◆ **Work to be completed**
Copy out all of the records, exactly as they appear.

◆ **Data extract**
//! Application-level configuration loading, including the catalog of playable games.

use std::{env, fs, io::ErrorKind, path::PathBuf, sync::Arc};

use indexmap::IndexMap;
use serde::Deserialize;
use tracing::{info, warn};

use crate::state::game::Game;

/// Default location on disk where the server looks for the JSON configuration.
const DEFAULT_CONFIG_PATH: &str = "config/app.json";
/// Environment variable that overrides [`DEFAULT_CONFIG_PATH`].
const CONFIG_PATH_ENV: &str = "TRIVIA_ROOM_CONFIG_PATH";
/// Events buffered per live-feed subscriber before it is considered lagging.
pub const DEFAULT_FEED_CAPACITY: usize = 64;

#[derive(Debug, Clone)]
/// Immutable runtime configuration shared across the application.
pub struct AppConfig {
    games: IndexMap<String, Arc<Game>>,
    feed_capacity: usize,
}

impl AppConfig {
    /// Load the application configuration from disk, falling back to the built-in mock game.
    pub fn load() -> Self {
        let path = resolve_config_path();
        match fs::read_to_string(&path) {
            Ok(contents) => match Self::from_json(&contents) {
                Ok(app_config) => {
                    info!(
                        path = %path.display(),
                        games = app_config.games.len(),
                        feed_capacity = app_config.feed_capacity,
                        "loaded game catalog from config"
                    );
                    app_config
                }
                Err(err) => {
                    warn!(
                        path = %path.display(),
                        error = %err,
                        "failed to parse config; falling back to defaults"
                    );
                    Self::default()
                }
            },
            Err(err) if err.kind() == ErrorKind::NotFound => {
                info!(
                    path = %path.display(),
                    "config file not found; using built-in defaults"
                );
                Self::default()
            }
            Err(err) => {
                warn!(
                    path = %path.display(),
                    error = %err,
                    "failed to read config; falling back to defaults"
                );
                Self::default()
            }
        }
    }

    /// Parse a configuration document. Games whose boards are not rectangular
    /// are skipped; an empty catalog falls back to the mock game.
    pub fn from_json(contents: &str) -> serde_json::Result<Self> {
        serde_json::from_str::<RawConfig>(contents).map(Into::into)
    }

    /// Games available to new rooms, in configuration order.
    pub fn games(&self) -> &IndexMap<String, Arc<Game>> {
        &self.games
    }

    /// Look a game up by identifier.
    pub fn game(&self, id: &str) -> Option<Arc<Game>> {
        self.games.get(id).cloned()
    }

    /// Per-subscriber buffer of the live room feed.
    pub fn feed_capacity(&self) -> usize {
        self.feed_capacity
    }
}

impl Default for AppConfig {
    fn default() -> Self {
        Self {
            games: catalog(vec![Game::mock()]),
            feed_capacity: DEFAULT_FEED_CAPACITY,
        }
    }
}

#[derive(Debug, Deserialize)]
/// JSON representation of the configuration file located at [`DEFAULT_CONFIG_PATH`].
struct RawConfig {
    #[serde(default)]
    games: Vec<Game>,
    #[serde(default)]
    feed_capacity: Option<usize>,
}

impl From<RawConfig> for AppConfig {
    fn from(value: RawConfig) -> Self {
        let games = value
            .games
            .into_iter()
            .filter(|game| match game.check_shape() {
                Ok(()) => true,
                Err(reason) => {
                    warn!(game_id = %game.id, %reason, "skipping game with malformed boards");
                    false
                }
            })
            .collect::<Vec<_>>();

        let games = if games.is_empty() {
            warn!("no playable game in config; using the built-in mock game");
            vec![Game::mock()]
        } else {
            games
        };

        Self {
            games: catalog(games),
            feed_capacity: value
                .feed_capacity
                .filter(|capacity| *capacity > 0)
                .unwrap_or(DEFAULT_FEED_CAPACITY),
        }
    }
}

fn catalog(games: Vec<Game>) -> IndexMap<String, Arc<Game>> {
    games
        .into_iter()
        .map(|game| (game.id.clone(), Arc::new(game)))
        .collect()
}

/// Resolve the configuration path taking the environment override into account.
fn resolve_config_path() -> PathBuf {
    env::var_os(CONFIG_PATH_ENV)
        .map(PathBuf::from)
        .filter(|path| !path.as_os_str().is_empty())
        .unwrap_or_else(|| PathBuf::from(DEFAULT_CONFIG_PATH))
}
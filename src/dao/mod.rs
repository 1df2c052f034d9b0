/// Room event log abstractions.
pub mod event_store;
/// In-memory room event log.
pub mod memory;
/// Storage error types shared by log backends.
pub mod storage;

◆ **Task result**
//! Application-level configuration loading, including the catalog of playable games.

use std::{env, fs, io::ErrorKind, path::PathBuf, sync::Arc};

use indexmap::IndexMap;
use serde::Deserialize;
use tracing::{info, warn};

use crate::state::game::Game;

/// Default location on disk where the server looks for the JSON configuration.
const DEFAULT_CONFIG_PATH: &str = "config/app.json";
/// Environment variable that overrides [`DEFAULT_CONFIG_PATH`].
const CONFIG_PATH_ENV: &str = "TRIVIA_ROOM_CONFIG_PATH";
/// Events buffered per live-feed subscriber before it is considered lagging.
pub const DEFAULT_FEED_CAPACITY: usize = 64;

#[derive(Debug, Clone)]
/// Immutable runtime configuration shared across the application.
pub struct AppConfig {
    games: IndexMap<String, Arc<Game>>,
    feed_capacity: usize,
}

impl AppConfig {
    /// Load the application configuration from disk, falling back to the built-in mock game.
    pub fn load() -> Self {
        let path = resolve_config_path();
        match fs::read_to_string(&path) {
            Ok(contents) => match Self::from_json(&contents) {
                Ok(app_config) => {
                    info!(
                        path = %path.display(),
                        games = app_config.games.len(),
                        feed_capacity = app_config.feed_capacity,
                        "loaded game catalog from config"
                    );
                    app_config
                }
                Err(err) => {
                    warn!(
                        path = %path.display(),
                        error = %err,
                        "failed to parse config; falling back to defaults"
                    );
                    Self::default()
                }
            },
            Err(err) if err.kind() == ErrorKind::NotFound => {
                info!(
                    path = %path.display(),
                    "config file not found; using built-in defaults"
                );
                Self::default()
            }
            Err(err) => {
                warn!(
                    path = %path.display(),
                    error = %err,
                    "failed to read config; falling back to defaults"
                );
                Self::default()
            }
        }
    }

    /// Parse a configuration document. Games whose boards are not rectangular
    /// are skipped; an empty catalog falls back to the mock game.
    pub fn from_json(contents: &str) -> serde_json::Result<Self> {
        serde_json::from_str::<RawConfig>(contents).map(Into::into)
    }

    /// Games available to new rooms, in configuration order.
    pub fn games(&self) -> &IndexMap<String, Arc<Game>> {
        &self.games
    }

    /// Look a game up by identifier.
    pub fn game(&self, id: &str) -> Option<Arc<Game>> {
        self.games.get(id).cloned()
    }

    /// Per-subscriber buffer of the live room feed.
    pub fn feed_capacity(&self) -> usize {
        self.feed_capacity
    }
}

impl Default for AppConfig {
    fn default() -> Self {
        Self {
            games: catalog(vec![Game::mock()]),
            feed_capacity: DEFAULT_FEED_CAPACITY,
        }
    }
}

#[derive(Debug, Deserialize)]
/// JSON representation of the configuration file located at [`DEFAULT_CONFIG_PATH`].
struct RawConfig {
    #[serde(default)]
    games: Vec<Game>,
    #[serde(default)]
    feed_capacity: Option<usize>,
}

impl From<RawConfig> for AppConfig {
    fn from(value: RawConfig) -> Self {
        let games = value
            .games
            .into_iter()
            .filter(|game| match game.check_shape() {
                Ok(()) => true,
                Err(reason) => {
                    warn!(game_id = %game.id, %reason, "skipping game with malformed boards");
                    false
                }
            })
            .collect::<Vec<_>>();

        let games = if games.is_empty() {
            warn!("no playable game in config; using the built-in mock game");
            vec![Game::mock()]
        } else {
            games
        };

        Self {
            games: catalog(games),
            feed_capacity: value
                .feed_capacity
                .filter(|capacity| *capacity > 0)
                .unwrap_or(DEFAULT_FEED_CAPACITY),
        }
    }
}

fn catalog(games: Vec<Game>) -> IndexMap<String, Arc<Game>> {
    games
        .into_iter()
        .map(|game| (game.id.clone(), Arc::new(game)))
        .collect()
}

/// Resolve the configuration path taking the environment override into account.
fn resolve_config_path() -> PathBuf {
    env::var_os(CONFIG_PATH_ENV)
        .map(PathBuf::from)
        .filter(|path| !path.as_os_str().is_empty())
        .unwrap_or_else(|| PathBuf::from(DEFAULT_CONFIG_PATH))
}
filename src/dao/mod.rs
repository 1df2c052f034d9b0
/// Room event log abstractions.
pub mod event_store;
/// In-memory room event log.
pub mod memory;
/// Storage error types shared by log backends.
pub mod storage;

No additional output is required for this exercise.